Melissa was working in the community sector at the time, and could see that young men didn’t believe in themselves and many didn’t feel like they had a bright future.
She set out to help improve the mental health and wellbeing of boys and young men aged 10-24 years, through a peer-based role modelling and mentorship program. The community-led volunteer project quickly evolved and Melissa established Tops Blokes Foundation.
The organisation – which has become one of Australia’s leading boy’s social education programs – currently works with over 800 teen boys and young men each week in their mentoring programs across 95 schools and community groups in NSW and QLD.
“Our strategy is simple. It’s to connect young positive male role models to help misguided boys make better choices when in peer pressured and dangerous situations,” says Melissa.
“We’re creating a safe and non-judgemental environment where boys can talk openly about issues affecting them.”
The organisation has seen boys who have had multiple suspensions, reduced to none, after completing their programs. Some who have come from intergenerational unemployment have been able to secure their first casual job, simply because they felt empowered.
“On the surface these seem minor, but for these boys, this impacts the rest of their future. It’s the tiny milestones that will change a culture where young men themselves are questioning and redefining their own behaviours and feelings,” says Melissa.
A transformational experience
The SILA Program has been “incredibly profound” for Melissa, and it was during the first retreat she realised that being part of the program is exactly what she needs at this stage of her leadership journey.
“We were all challenged and stretched but we dropped our guard and shared our vulnerabilities in a way that saw us build a strong level of trust amongst each other in no time at all,” shares Melissa.
“It was a really special opportunity that will see friendships form for a lifetime.”

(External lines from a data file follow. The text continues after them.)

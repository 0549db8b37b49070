use crate::eval::{Metric, ScoringOptions, DEFAULT_K_VALUES, DEFAULT_MAX_TURNS};
use crate::preprocess::DEFAULT_NUM_PREV_TRACKS;
use anyhow::{Context, Result};
use serde::Deserialize;
use std::collections::HashSet;
use std::path::{Path, PathBuf};

/// Environment variable naming the config file.
pub const CONFIG_ENV_VAR: &str = "CPCD_EVAL_CONFIG";

/// Config file picked up from the working directory when present.
pub const DEFAULT_CONFIG_FILE: &str = "cpcd_eval.toml";

/// Report file name, without extension, used when no output is configured.
pub const DEFAULT_OUTPUT_STEM: &str = "eval_results";

/// Main configuration structure
#[derive(Debug, Clone, Default, Deserialize)]
pub struct Config {
    #[serde(default)]
    pub data: DataConfig,
    #[serde(default)]
    pub scoring: ScoringConfig,
}

/// Input and output file locations
#[derive(Debug, Clone, Deserialize)]
pub struct DataConfig {
    /// Model output JSONL. Usually given on the command line.
    #[serde(default)]
    pub model_output: Option<PathBuf>,
    #[serde(default = "default_gold_data")]
    pub gold_data: PathBuf,
    #[serde(default = "default_tracks")]
    pub tracks: PathBuf,
    /// Report path. Defaults to `eval_results.<format>`.
    #[serde(default)]
    pub output: Option<PathBuf>,
}

impl Default for DataConfig {
    fn default() -> Self {
        Self {
            model_output: None,
            gold_data: default_gold_data(),
            tracks: default_tracks(),
            output: None,
        }
    }
}

/// Metric selection and turn bookkeeping
#[derive(Debug, Clone, Deserialize)]
pub struct ScoringConfig {
    #[serde(default = "default_k_values")]
    pub k_values: Vec<usize>,
    #[serde(default = "default_metrics")]
    pub metrics: Vec<String>,
    #[serde(default = "default_max_turns")]
    pub max_turns: usize,
    /// Liked tracks per turn that are excluded from later turns.
    #[serde(default = "default_num_prev_tracks")]
    pub num_prev_tracks: usize,
}

impl Default for ScoringConfig {
    fn default() -> Self {
        Self {
            k_values: default_k_values(),
            metrics: default_metrics(),
            max_turns: default_max_turns(),
            num_prev_tracks: default_num_prev_tracks(),
        }
    }
}

fn default_gold_data() -> PathBuf {
    PathBuf::from("data/cpcd_v1.dialogs.test.jsonl")
}

fn default_tracks() -> PathBuf {
    PathBuf::from("data/cpcd_v1.tracks.jsonl")
}

fn default_k_values() -> Vec<usize> {
    DEFAULT_K_VALUES.to_vec()
}

fn default_metrics() -> Vec<String> {
    Metric::STANDARD.iter().map(|m| m.name().to_string()).collect()
}

fn default_max_turns() -> usize {
    DEFAULT_MAX_TURNS
}

fn default_num_prev_tracks() -> usize {
    DEFAULT_NUM_PREV_TRACKS
}

impl Config {
    /// Load configuration from file
    ///
    /// Loads environment variables from .env file (if present) first.
    /// Looks for a config file in this order:
    /// 1. `path`, when given
    /// 2. Path specified in the CPCD_EVAL_CONFIG environment variable
    /// 3. ./cpcd_eval.toml, if it exists
    ///
    /// Without any config file, defaults are used. Values are not validated
    /// here so command-line overrides can still replace them; call
    /// [`Config::validate`] once they are applied.
    pub fn load(path: Option<&Path>) -> Result<Self> {
        let _ = dotenv::dotenv();

        let config_path = match path {
            Some(p) => Some(p.to_path_buf()),
            None => match std::env::var(CONFIG_ENV_VAR) {
                Ok(p) => Some(PathBuf::from(p)),
                Err(_) => Some(PathBuf::from(DEFAULT_CONFIG_FILE)).filter(|p| p.is_file()),
            },
        };

        let config = match config_path {
            Some(config_path) => {
                let config_str = std::fs::read_to_string(&config_path).with_context(|| {
                    format!("Failed to read config file: {}", config_path.display())
                })?;
                log::info!("Loaded configuration from {}", config_path.display());
                Self::from_toml_str(&config_str)
                    .with_context(|| format!("Failed to parse {}", config_path.display()))?
            }
            None => Config::default(),
        };

        Ok(config)
    }

    /// Parse configuration from TOML text without validating it
    pub fn from_toml_str(s: &str) -> Result<Self> {
        Ok(toml::from_str(s)?)
    }

    /// Validate configuration values
    pub fn validate(&self) -> Result<()> {
        let scoring = &self.scoring;

        if scoring.k_values.is_empty() {
            anyhow::bail!("scoring.k_values must not be empty");
        }
        if scoring.k_values.contains(&0) {
            anyhow::bail!("scoring.k_values must all be greater than 0");
        }
        let unique: HashSet<usize> = scoring.k_values.iter().copied().collect();
        if unique.len() != scoring.k_values.len() {
            anyhow::bail!("scoring.k_values contains duplicates: {:?}", scoring.k_values);
        }

        if scoring.metrics.is_empty() {
            anyhow::bail!("scoring.metrics must not be empty");
        }
        Metric::parse_all(&scoring.metrics).context("Invalid scoring.metrics")?;

        Ok(())
    }

    /// Report path: the configured output, else `eval_results.<extension>`
    pub fn output_path(&self, extension: &str) -> PathBuf {
        self.data
            .output
            .clone()
            .unwrap_or_else(|| PathBuf::from(format!("{}.{}", DEFAULT_OUTPUT_STEM, extension)))
    }

    /// Scoring options for [`score_dataset`](crate::eval::score_dataset)
    pub fn scoring_options(&self) -> Result<ScoringOptions> {
        Ok(ScoringOptions {
            k_values: self.scoring.k_values.clone(),
            metrics: Metric::parse_all(&self.scoring.metrics)?,
            max_turns: self.scoring.max_turns,
        })
    }
}

#[cfg(test)]
mod tests {
    use super::*;
    use std::fs;
    use std::sync::Mutex;
    use tempfile::TempDir;

    /// Serialize config tests that mutate process-wide env so they don't race.
    static CONFIG_TEST_LOCK: Mutex<()> = Mutex::new(());

    fn with_config_env(value: Option<&str>, f: impl FnOnce()) {
        let original = std::env::var(CONFIG_ENV_VAR).ok();
        match value {
            Some(v) => std::env::set_var(CONFIG_ENV_VAR, v),
            None => std::env::remove_var(CONFIG_ENV_VAR),
        }
        f();
        std::env::remove_var(CONFIG_ENV_VAR);
        if let Some(val) = original {
            std::env::set_var(CONFIG_ENV_VAR, val);
        }
    }

    #[test]
    fn test_defaults() {
        let config = Config::from_toml_str("").unwrap();
        assert_eq!(config.scoring.k_values, vec![1, 5, 10, 20, 100]);
        assert_eq!(config.scoring.metrics, vec!["hit", "map", "mrr", "precision", "recall"]);
        assert_eq!(config.scoring.max_turns, 10);
        assert_eq!(config.scoring.num_prev_tracks, 3);
        assert!(config.data.model_output.is_none());
        assert!(config.data.output.is_none());
        assert_eq!(config.output_path("csv"), PathBuf::from("eval_results.csv"));
        assert_eq!(config.output_path("json"), PathBuf::from("eval_results.json"));
        assert!(config.validate().is_ok());
    }

    #[test]
    fn test_partial_override() {
        let config = Config::from_toml_str(
            r#"
[data]
model_output = "model_output/bm25.test.jsonl"

[scoring]
k_values = [1, 10]
metrics = ["recall", "mrr"]
"#,
        )
        .unwrap();
        assert_eq!(
            config.data.model_output,
            Some(PathBuf::from("model_output/bm25.test.jsonl"))
        );
        assert_eq!(config.scoring.max_turns, 10);
        assert_eq!(config.output_path("json"), PathBuf::from("eval_results.json"));

        let options = config.scoring_options().unwrap();
        assert_eq!(options.k_values, vec![1, 10]);
        assert_eq!(options.metrics, vec![Metric::Recall, Metric::Mrr]);
    }

    #[test]
    fn test_validate_rejects_bad_values() {
        let mut config = Config::default();
        config.scoring.k_values = vec![];
        assert!(config.validate().is_err());

        config.scoring.k_values = vec![0, 5];
        assert!(config.validate().is_err());

        config.scoring.k_values = vec![5, 5];
        assert!(config.validate().unwrap_err().to_string().contains("duplicates"));

        config.scoring.k_values = vec![5];
        config.scoring.metrics = vec!["ndcg".to_string()];
        assert!(config.validate().is_err());

        config.scoring.metrics = vec![];
        assert!(config.validate().is_err());
    }

    #[test]
    fn test_load_explicit_path() {
        let _lock = CONFIG_TEST_LOCK.lock().unwrap();
        let temp_dir = TempDir::new().unwrap();
        let config_path = temp_dir.path().join("eval.toml");
        fs::write(&config_path, "[scoring]\nmax_turns = 4\nnum_prev_tracks = 1\n").unwrap();

        with_config_env(None, || {
            let config = Config::load(Some(&config_path)).unwrap();
            assert_eq!(config.scoring.max_turns, 4);
            assert_eq!(config.scoring.num_prev_tracks, 1);
        });
    }

    #[test]
    fn test_load_from_env_var() {
        let _lock = CONFIG_TEST_LOCK.lock().unwrap();
        let temp_dir = TempDir::new().unwrap();
        let config_path = temp_dir.path().join("eval.toml");
        fs::write(&config_path, "[scoring]\nk_values = [1, 2]\n").unwrap();

        with_config_env(config_path.to_str(), || {
            let config = Config::load(None).unwrap();
            assert_eq!(config.scoring.k_values, vec![1, 2]);
        });
    }

    #[test]
    fn test_load_missing_explicit_path() {
        let _lock = CONFIG_TEST_LOCK.lock().unwrap();
        with_config_env(None, || {
            let err = Config::load(Some(Path::new("nonexistent.toml"))).unwrap_err();
            assert!(err.to_string().contains("nonexistent.toml"));
        });
    }

    #[test]
    fn test_load_invalid_values() {
        let _lock = CONFIG_TEST_LOCK.lock().unwrap();
        let temp_dir = TempDir::new().unwrap();
        let config_path = temp_dir.path().join("eval.toml");
        fs::write(&config_path, "[scoring]\nmetrics = [\"hit\", \"ndcg\"]\n").unwrap();

        with_config_env(None, || {
            let mut config = Config::load(Some(&config_path)).unwrap();
            assert!(config.validate().is_err());

            config.scoring.metrics = vec!["recall".to_string()];
            assert!(config.validate().is_ok());
        });
    }
}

As well as being personally transformative for Melissa, the SILA Program is benefiting Top Blokes Foundation too, through the organisational diagnostic process, CEO wellbeing surveys and 360 reviews.
Bringing the Step Up Leader into the leadership program has opened up the team to explore their issues and opportunities together.
“We’ve been able to have powerful discussions that see us asking the right questions in a way we didn’t before the SILA Program,” Melissa says.
“We are examining how we can build on our strengths and understand which gaps to address.”
Currently on her three month sabbatical, Melissa jokes that the “big pile of books” she hasn’t had time to read are now directly in her sights. The sabbatical is also allowing Melissa to more deeply reflect and contemplate.
She has structured her time away from work to focus on three key themes: learning and development, personal wellbeing and a strategic project.
Melissa is also excited that her time away on the sabbatical is providing the Top Blokes Foundation team with the opportunity to grow and lead through the experience as well.
“It’s a really transformational experience for our organisation which we’re making the most of.”